Acabo de notar algo interesante en los mercados de granos que vale la pena seguir. Los compradores chinos han estado absolutamente locos por los granos alternativos para alimentación últimamente, y los números son bastante reveladores sobre lo que está pasando con su situación interna del maíz.



Así que esto es lo que está ocurriendo: en los últimos tres meses, los importadores chinos han cerrado alrededor de 45 envíos de sorgo de la U.S. por un total de al menos 2.5 millones de toneladas métricas. Eso es tres veces lo que importaron para el año completo de 2025. Mientras tanto, ¿la cebada australiana? Desde diciembre, están entrando con alrededor de un millón de toneladas al mes, aproximadamente el doble de lo que estaban comprando el año pasado. No son volúmenes pequeños de los que estamos hablando.

El precio FOB lo dice todo sobre la presión del mercado. Los precios del sorgo de la U.S. en la Costa del Golfo de Texas alcanzaron los $228.30 por tonelada a principios de febrero, con una subida de más del 12% respecto a finales de octubre. La cebada australiana ha subido casi un 10% en solo tres meses. El maíz doméstico chino está alrededor de 2,250 yuanes por tonelada, con un aumento de cerca del 10% interanual. Cuando tu ingrediente principal para alimentación se vuelve tan caro, empiezas a buscar alternativas bastante rápido.

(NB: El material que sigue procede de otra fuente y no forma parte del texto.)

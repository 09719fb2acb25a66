//! Fixed-capacity connection slot table.
//!
//! # Responsibilities
//! - Single source of truth for how many sessions are active
//! - Hand out the lowest free slot index to each admitted connection
//! - Release slots exactly once, when the owning session ends
//! - Surrender every occupied slot on forced drain
//!
//! # Design Decisions
//! - One mutex guards the slot vector and the active counter together, so the
//!   capacity check, the free-index search and the occupy step form a single
//!   critical section. Releases take the same lock.
//! - Claims return an RAII [`SlotGuard`]. Dropping it releases the slot.
//! - A slot is owned by `(index, SessionId)`. Releasing a slot that was already
//!   drained is a no-op and can never clear another session's entry.

use std::collections::TryReserveError;
use std::net::SocketAddr;
use std::sync::{Arc, Mutex, MutexGuard};

use thiserror::Error;
use tokio::task::JoinHandle;
use tokio_util::sync::CancellationToken;

use crate::net::connection::SessionId;
use crate::observability::metrics;

/// Why a slot could not be claimed. Both cases are expected and non-fatal.
#[derive(Debug, Clone, Copy, PartialEq, Eq, Error)]
pub enum ClaimError {
    #[error("all {capacity} connection slots are occupied")]
    Full { capacity: usize },

    #[error("slot table has been drained")]
    Drained,
}

/// Occupant of a slot: enough to identify and cancel a running session.
#[derive(Debug)]
pub struct SessionHandle {
    pub id: SessionId,
    pub index: usize,
    pub peer: SocketAddr,
    cancel: CancellationToken,
    task: Option<JoinHandle<()>>,
}

impl SessionHandle {
    /// Request cooperative cancellation of the session.
    pub fn cancel(&self) {
        self.cancel.cancel();
    }

    /// Take the worker's join handle, if one was attached.
    pub fn take_task(&mut self) -> Option<JoinHandle<()>> {
        self.task.take()
    }
}

#[derive(Debug)]
struct SlotState {
    slots: Vec<Option<SessionHandle>>,
    active: usize,
    drained: bool,
}

impl SlotState {
    fn check_invariant(&self) {
        debug_assert_eq!(
            self.active,
            self.slots.iter().filter(|s| s.is_some()).count(),
            "active count out of sync with occupied slots"
        );
    }
}

/// Registry of in-flight sessions with a hard capacity.
#[derive(Debug)]
pub struct SlotTable {
    state: Mutex<SlotState>,
    capacity: usize,
}

impl SlotTable {
    /// Allocate a table with `capacity` empty slots.
    ///
    /// Fails instead of aborting when the slot vector cannot be allocated.
    pub fn with_capacity(capacity: usize) -> Result<Self, TryReserveError> {
        let mut slots = Vec::new();
        slots.try_reserve_exact(capacity)?;
        slots.resize_with(capacity, || None);

        Ok(Self {
            state: Mutex::new(SlotState {
                slots,
                active: 0,
                drained: false,
            }),
            capacity,
        })
    }

    fn lock(&self) -> MutexGuard<'_, SlotState> {
        // Every mutation is a single step under the lock, so the state is
        // consistent even if a holder panicked.
        self.state.lock().unwrap_or_else(|poisoned| poisoned.into_inner())
    }

    /// Claim the lowest free slot for a connection from `peer`.
    pub fn try_claim(
        self: &Arc<Self>,
        peer: SocketAddr,
        cancel: CancellationToken,
    ) -> Result<SlotGuard, ClaimError> {
        let mut state = self.lock();
        if state.drained {
            return Err(ClaimError::Drained);
        }
        if state.active >= self.capacity {
            return Err(ClaimError::Full {
                capacity: self.capacity,
            });
        }

        let index = state
            .slots
            .iter()
            .position(Option::is_none)
            .ok_or(ClaimError::Full {
                capacity: self.capacity,
            })?;

        let id = SessionId::new();
        state.slots[index] = Some(SessionHandle {
            id,
            index,
            peer,
            cancel,
            task: None,
        });
        state.active += 1;
        state.check_invariant();
        metrics::record_active_sessions(state.active);

        Ok(SlotGuard {
            table: Some(Arc::clone(self)),
            index,
            id,
        })
    }

    /// Record the worker task serving a claimed slot so a drain can await it.
    ///
    /// Returns the handle back if the slot no longer belongs to `id`.
    pub fn attach_task(
        &self,
        index: usize,
        id: SessionId,
        task: JoinHandle<()>,
    ) -> Result<(), JoinHandle<()>> {
        let mut state = self.lock();
        match state.slots.get_mut(index) {
            Some(Some(handle)) if handle.id == id => {
                handle.task = Some(task);
                Ok(())
            }
            _ => Err(task),
        }
    }

    /// Clear slot `index` if it is still owned by `id`.
    fn release(&self, index: usize, id: SessionId) -> bool {
        let mut state = self.lock();
        let owned = matches!(state.slots.get(index), Some(Some(handle)) if handle.id == id);
        if !owned {
            return false;
        }

        state.slots[index] = None;
        state.active -= 1;
        state.check_invariant();
        metrics::record_active_sessions(state.active);
        true
    }

    /// Remove and return every occupied slot, then refuse further claims.
    ///
    /// Used only during shutdown. Callers must cancel the returned sessions.
    pub fn force_drain(&self) -> Vec<SessionHandle> {
        let mut state = self.lock();
        state.drained = true;
        let handles: Vec<SessionHandle> = state.slots.iter_mut().filter_map(Option::take).collect();
        state.active = 0;
        state.check_invariant();
        metrics::record_active_sessions(0);
        handles
    }

    /// Number of occupied slots.
    pub fn active_count(&self) -> usize {
        self.lock().active
    }

    /// Configured maximum number of sessions.
    pub fn capacity(&self) -> usize {
        self.capacity
    }

    /// Indices of all occupied slots, ascending.
    pub fn occupied(&self) -> Vec<usize> {
        self.lock()
            .slots
            .iter()
            .enumerate()
            .filter_map(|(i, s)| s.as_ref().map(|_| i))
            .collect()
    }
}

/// Ownership of one slot. Dropping it releases the slot.
#[derive(Debug)]
pub struct SlotGuard {
    table: Option<Arc<SlotTable>>,
    index: usize,
    id: SessionId,
}

impl SlotGuard {
    pub fn index(&self) -> usize {
        self.index
    }

    pub fn id(&self) -> SessionId {
        self.id
    }

    /// Release the slot now.
    ///
    /// Returns false if the slot had already been taken by a forced drain.
    pub fn release(mut self) -> bool {
        match self.table.take() {
            Some(table) => table.release(self.index, self.id),
            None => false,
        }
    }
}

impl Drop for SlotGuard {
    fn drop(&mut self) {
        if let Some(table) = self.table.take() {
            table.release(self.index, self.id);
        }
    }
}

¿Qué desencadenó todo este alboroto? Las fuertes lluvias del año pasado destrozaron absolutamente la cosecha de maíz del norte de China durante la ventana crítica de cosecha. Mucho de ese grano terminó con moho y no era apto para uso en alimentación. Lo combinas con el sistema de cuotas de importación de China: obtienen 7.2 millones de toneladas de maíz al año con solo un 1% de arancel, pero cualquier cantidad que supere eso se enfrenta a un deber/gravamen brutal del 65%. Y de repente tienes una situación de oferta ajustada que no se puede resolver simplemente importando más maíz. Ahí es donde entran en juego el sorgo y la cebada. Ninguno de los dos enfrenta las mismas restricciones de cuota, así que se han convertido en la válvula de alivio natural de la presión.

Lo particularmente interesante es el momento en relación con el panorama más amplio del comercio entre la U.S. y China. Estas compras de granos se aceleraron después de que Trump y Xi suavizaran las tensiones a finales de octubre, lo que abrió la puerta para que los compradores chinos regresaran a los American agricultural products de los Estados Unidos. Es un recordatorio de que la geopolítica y los mercados de materias primas siempre están entrelazados.

Para los productores de alimentos en China que lidian con márgenes extremadamente ajustados, esta sustitución en realidad está proporcionando cierto alivio a pesar de los precios absolutos más altos. Pero este tipo de repunte en la demanda de los compradores chinos no va a desaparecer de la noche a la mañana: los analistas ya están señalando que las importaciones de cebada y sorgo probablemente se mantendrán elevadas mientras el maíz doméstico siga caro y la calidad siga siendo cuestionable. Vale la pena tenerlo en el radar si estás siguiendo cualquiera de estos mercados.